第一生命は主に「国内生命保険事業」「海外生命保険事業」「資産運用・アセットマネジメント事業」を3つの成長エンジンとして掲げ、「安心の最高峰を、地域へ、世界へ」をモットーにさまざまな保険を扱って事業展開をしています。
 

国内生命事業では、窓販(※)事業に特化した「第一フロンティア生命」や、低額で簡単に三大疫病に備えることのできる「ネオファースト生命」などがあります。
※窓販……銀行や信用金庫など、生命保険会社以外の窓口で生命保険を販売すること。

海外生命保険事業では、アメリカの「プロアクティブ」とオーストラリアの「TAL」、近年はカンボジア・ベトナムでの「アジアパシフィック事業」など、世界の様々な地域で事業を拡大しているのが特徴です。

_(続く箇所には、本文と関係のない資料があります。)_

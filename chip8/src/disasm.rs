use std::fs;
use std::io::{self, Write};
use std::path::Path;

use anyhow::Context;
use chip8_core::constants::PROGRAM_START;
use chip8_core::disassemble;

/// Prints a listing of every word in the ROM at `path`
pub fn disasm(path: &Path) -> anyhow::Result<()> {
    let rom = fs::read(path).with_context(|| format!("unable to read ROM {}", path.display()))?;

    let stdout = io::stdout();
    let mut out = stdout.lock();
    for line in listing(&rom) {
        writeln!(out, "{}", line)?;
    }
    Ok(())
}

/// One `address  opcode  mnemonic` line per word, as laid out once loaded.
///
/// Sprite data is decoded as if it were code, there's no telling them apart statically.
pub fn listing(rom: &[u8]) -> Vec<String> {
    rom.chunks(2)
        .enumerate()
        .map(|(index, word)| {
            let addr = PROGRAM_START as usize + index * 2;
            match *word {
                [high, low] => {
                    let op = u16::from_be_bytes([high, low]);
                    format!("{:03X}  {:04X}  {}", addr, op, disassemble(op))
                }
                _ => format!("{:03X}  {:02X}    DB {:#04X}", addr, word[0], word[0]),
            }
        })
        .collect()
}
use std::path::PathBuf;

use clap::{Parser, Subcommand};

mod disasm;
mod keymap;
mod run;

/// Runs and inspects CHIP-8 ROMs from the terminal
#[derive(Parser)]
#[command(version, about)]
struct Cli {
    #[command(subcommand)]
    command: Command,
}

#[derive(Subcommand)]
enum Command {
    /// Execute a ROM headlessly and print the final frame
    Run(run::Settings),
    /// Print a listing of a ROM
    Disasm {
        /// ROM image to list
        rom: PathBuf,
    },
}

fn main() -> anyhow::Result<()> {
    env_logger::init();

    match Cli::parse().command {
        Command::Run(settings) => run::run(&settings),
        Command::Disasm { rom } => disasm::disasm(&rom),
    }
}
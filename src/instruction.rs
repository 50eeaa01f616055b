use std::fmt;

use crate::error::Fault;
use crate::opcode::Opcode;
use crate::operations::*;
use crate::state::{Keys, State};

/// # Instructions
/// A decoded Chip-8 opcode along with the operands it carries.
///
/// Register operands (`x`, `y`) are register indices 0x0..=0xF, not register values.
#[derive(Copy, Clone, Debug, PartialEq, Eq)]
pub enum Instruction {
    /// 0nnn: machine code routine on the COSMAC VIP, ignored here
    Sys(u16),
    /// 00E0
    Cls,
    /// 00EE
    Ret,
    /// 1nnn
    Jp(u16),
    /// 2nnn
    Call(u16),
    /// 3xkk
    SeByte { x: u8, kk: u8 },
    /// 4xkk
    SneByte { x: u8, kk: u8 },
    /// 5xy0
    SeReg { x: u8, y: u8 },
    /// 6xkk
    LdByte { x: u8, kk: u8 },
    /// 7xkk
    AddByte { x: u8, kk: u8 },
    /// 8xy0
    LdReg { x: u8, y: u8 },
    /// 8xy1
    Or { x: u8, y: u8 },
    /// 8xy2
    And { x: u8, y: u8 },
    /// 8xy3
    Xor { x: u8, y: u8 },
    /// 8xy4
    AddReg { x: u8, y: u8 },
    /// 8xy5
    Sub { x: u8, y: u8 },
    /// 8xy6
    Shr { x: u8 },
    /// 8xy7
    Subn { x: u8, y: u8 },
    /// 8xyE
    Shl { x: u8 },
    /// 9xy0
    SneReg { x: u8, y: u8 },
    /// Annn
    LdI(u16),
    /// Bnnn
    JpV0(u16),
    /// Cxkk
    Rnd { x: u8, kk: u8 },
    /// Dxyn
    Drw { x: u8, y: u8, n: u8 },
    /// Ex9E
    Skp { x: u8 },
    /// ExA1
    Sknp { x: u8 },
    /// Fx07
    LdFromDt { x: u8 },
    /// Fx0A
    LdKey { x: u8 },
    /// Fx15
    LdDt { x: u8 },
    /// Fx18
    LdSt { x: u8 },
    /// Fx1E
    AddI { x: u8 },
    /// Fx29
    LdFont { x: u8 },
    /// Fx33
    LdBcd { x: u8 },
    /// Fx55
    LdStore { x: u8 },
    /// Fx65
    LdRead { x: u8 },
    /// Anything else; executes as a no-op
    Unknown(u16),
}

impl Instruction {
    /// Selects the correct Instruction for a given Opcode.
    ///
    /// Decoding is cased first on the most significant nibble and then, for the families that
    /// share one, on the least significant nibble or byte.
    pub fn decode(op: u16) -> Self {
        use Instruction::*;

        let (x, y, n, kk, addr) = (op.x(), op.y(), op.n(), op.kk(), op.addr());
        match op.nibbles().0 {
            0x0 => match op {
                0x00E0 => Cls,
                0x00EE => Ret,
                _ => Sys(addr),
            },
            0x1 => Jp(addr),
            0x2 => Call(addr),
            0x3 => SeByte { x, kk },
            0x4 => SneByte { x, kk },
            0x5 if n == 0x0 => SeReg { x, y },
            0x6 => LdByte { x, kk },
            0x7 => AddByte { x, kk },
            0x8 => match n {
                0x0 => LdReg { x, y },
                0x1 => Or { x, y },
                0x2 => And { x, y },
                0x3 => Xor { x, y },
                0x4 => AddReg { x, y },
                0x5 => Sub { x, y },
                0x6 => Shr { x },
                0x7 => Subn { x, y },
                0xE => Shl { x },
                _ => Unknown(op),
            },
            0x9 if n == 0x0 => SneReg { x, y },
            0xA => LdI(addr),
            0xB => JpV0(addr),
            0xC => Rnd { x, kk },
            0xD => Drw { x, y, n },
            0xE => match kk {
                0x9E => Skp { x },
                0xA1 => Sknp { x },
                _ => Unknown(op),
            },
            0xF => match kk {
                0x07 => LdFromDt { x },
                0x0A => LdKey { x },
                0x15 => LdDt { x },
                0x18 => LdSt { x },
                0x1E => AddI { x },
                0x29 => LdFont { x },
                0x33 => LdBcd { x },
                0x55 => LdStore { x },
                0x65 => LdRead { x },
                _ => Unknown(op),
            },
            _ => Unknown(op),
        }
    }

    /// Applies the Instruction to `state`, returning the state that follows it.
    ///
    /// On error `state` is untouched; nothing is partially applied.
    pub fn execute(&self, state: &State, pressed_keys: &Keys) -> Result<State, Fault> {
        use Instruction::*;

        Ok(match *self {
            Sys(_) | Unknown(_) => nop(state),
            Cls => cls(state),
            Ret => ret(state)?,
            Jp(addr) => jp(state, addr),
            Call(addr) => call(state, addr)?,
            SeByte { x, kk } => se_byte(state, x, kk),
            SneByte { x, kk } => sne_byte(state, x, kk),
            SeReg { x, y } => se_reg(state, x, y),
            LdByte { x, kk } => ld_byte(state, x, kk),
            AddByte { x, kk } => add_byte(state, x, kk),
            LdReg { x, y } => ld_reg(state, x, y),
            Or { x, y } => or(state, x, y),
            And { x, y } => and(state, x, y),
            Xor { x, y } => xor(state, x, y),
            AddReg { x, y } => add_reg(state, x, y),
            Sub { x, y } => sub(state, x, y),
            Shr { x } => shr(state, x),
            Subn { x, y } => subn(state, x, y),
            Shl { x } => shl(state, x),
            SneReg { x, y } => sne_reg(state, x, y),
            LdI(addr) => ld_i(state, addr),
            JpV0(addr) => jp_v0(state, addr),
            Rnd { x, kk } => rnd(state, x, kk),
            Drw { x, y, n } => drw(state, x, y, n)?,
            Skp { x } => skp(state, x, pressed_keys),
            Sknp { x } => sknp(state, x, pressed_keys),
            LdFromDt { x } => ld_from_dt(state, x),
            LdKey { x } => ld_key(state, x, pressed_keys),
            LdDt { x } => ld_dt(state, x),
            LdSt { x } => ld_st(state, x),
            AddI { x } => add_i(state, x),
            LdFont { x } => ld_font(state, x),
            LdBcd { x } => ld_bcd(state, x)?,
            LdStore { x } => ld_store(state, x)?,
            LdRead { x } => ld_read(state, x)?,
        })
    }
}

/// Canonical mnemonics, e.g. `ADD V1, V2` or `JP 0x208`
impl fmt::Display for Instruction {
    fn fmt(&self, f: &mut fmt::Formatter) -> fmt::Result {
        use Instruction::*;

        match *self {
            Sys(addr) => write!(f, "SYS {:#05X}", addr),
            Cls => write!(f, "CLS"),
            Ret => write!(f, "RET"),
            Jp(addr) => write!(f, "JP {:#05X}", addr),
            Call(addr) => write!(f, "CALL {:#05X}", addr),
            SeByte { x, kk } => write!(f, "SE V{:X}, {:#04X}", x, kk),
            SneByte { x, kk } => write!(f, "SNE V{:X}, {:#04X}", x, kk),
            SeReg { x, y } => write!(f, "SE V{:X}, V{:X}", x, y),
            LdByte { x, kk } => write!(f, "LD V{:X}, {:#04X}", x, kk),
            AddByte { x, kk } => write!(f, "ADD V{:X}, {:#04X}", x, kk),
            LdReg { x, y } => write!(f, "LD V{:X}, V{:X}", x, y),
            Or { x, y } => write!(f, "OR V{:X}, V{:X}", x, y),
            And { x, y } => write!(f, "AND V{:X}, V{:X}", x, y),
            Xor { x, y } => write!(f, "XOR V{:X}, V{:X}", x, y),
            AddReg { x, y } => write!(f, "ADD V{:X}, V{:X}", x, y),
            Sub { x, y } => write!(f, "SUB V{:X}, V{:X}", x, y),
            Shr { x } => write!(f, "SHR V{:X}", x),
            Subn { x, y } => write!(f, "SUBN V{:X}, V{:X}", x, y),
            Shl { x } => write!(f, "SHL V{:X}", x),
            SneReg { x, y } => write!(f, "SNE V{:X}, V{:X}", x, y),
            LdI(addr) => write!(f, "LD I, {:#05X}", addr),
            JpV0(addr) => write!(f, "JP V0, {:#05X}", addr),
            Rnd { x, kk } => write!(f, "RND V{:X}, {:#04X}", x, kk),
            Drw { x, y, n } => write!(f, "DRW V{:X}, V{:X}, {}", x, y, n),
            Skp { x } => write!(f, "SKP V{:X}", x),
            Sknp { x } => write!(f, "SKNP V{:X}", x),
            LdFromDt { x } => write!(f, "LD V{:X}, DT", x),
            LdKey { x } => write!(f, "LD V{:X}, K", x),
            LdDt { x } => write!(f, "LD DT, V{:X}", x),
            LdSt { x } => write!(f, "LD ST, V{:X}", x),
            AddI { x } => write!(f, "ADD I, V{:X}", x),
            LdFont { x } => write!(f, "LD F, V{:X}", x),
            LdBcd { x } => write!(f, "LD B, V{:X}", x),
            LdStore { x } => write!(f, "LD [I], V{:X}", x),
            LdRead { x } => write!(f, "LD V{:X}, [I]", x),
            Unknown(op) => write!(f, "DW {:#06X}", op),
        }
    }
}

/// Disassembles a single opcode into its mnemonic
pub fn disassemble(op: u16) -> String {
    Instruction::decode(op).to_string()
}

資産運用・アセットマネジメント事業は、生命保険契約の持つ負債特性を考慮し、主に国内外の株式・債券・貸付金・不動産などの資産で構成されています。これにより、市場環境に応じて機動的な資産配分ができる強みがあります。
 

第一生命の「強み」と「弱み」

第一生命の強みは、海外生命保険事業です。平成22年に「相互会社」から「株式会社」に転換してから海外事業を積極的に強化できるようになり、オーストラリアやインドネシアの生命保険会社を買収しています。

さらに、国内保険会社によるM&A(企業の買収・合併)に過去最高額となる5,822億円を投じ、米中堅生保のプロテクティブ生命保険も買収しました。

一方で弱みは、他社と比べ、少子高齢化などの社会情勢に合わせた商品展開ができていないことが挙げられます。少子高齢化によって将来的に国内需要は飽和状態になることが予想され、新規契約社の獲得や売上において業界内の競争の激化は避けられません。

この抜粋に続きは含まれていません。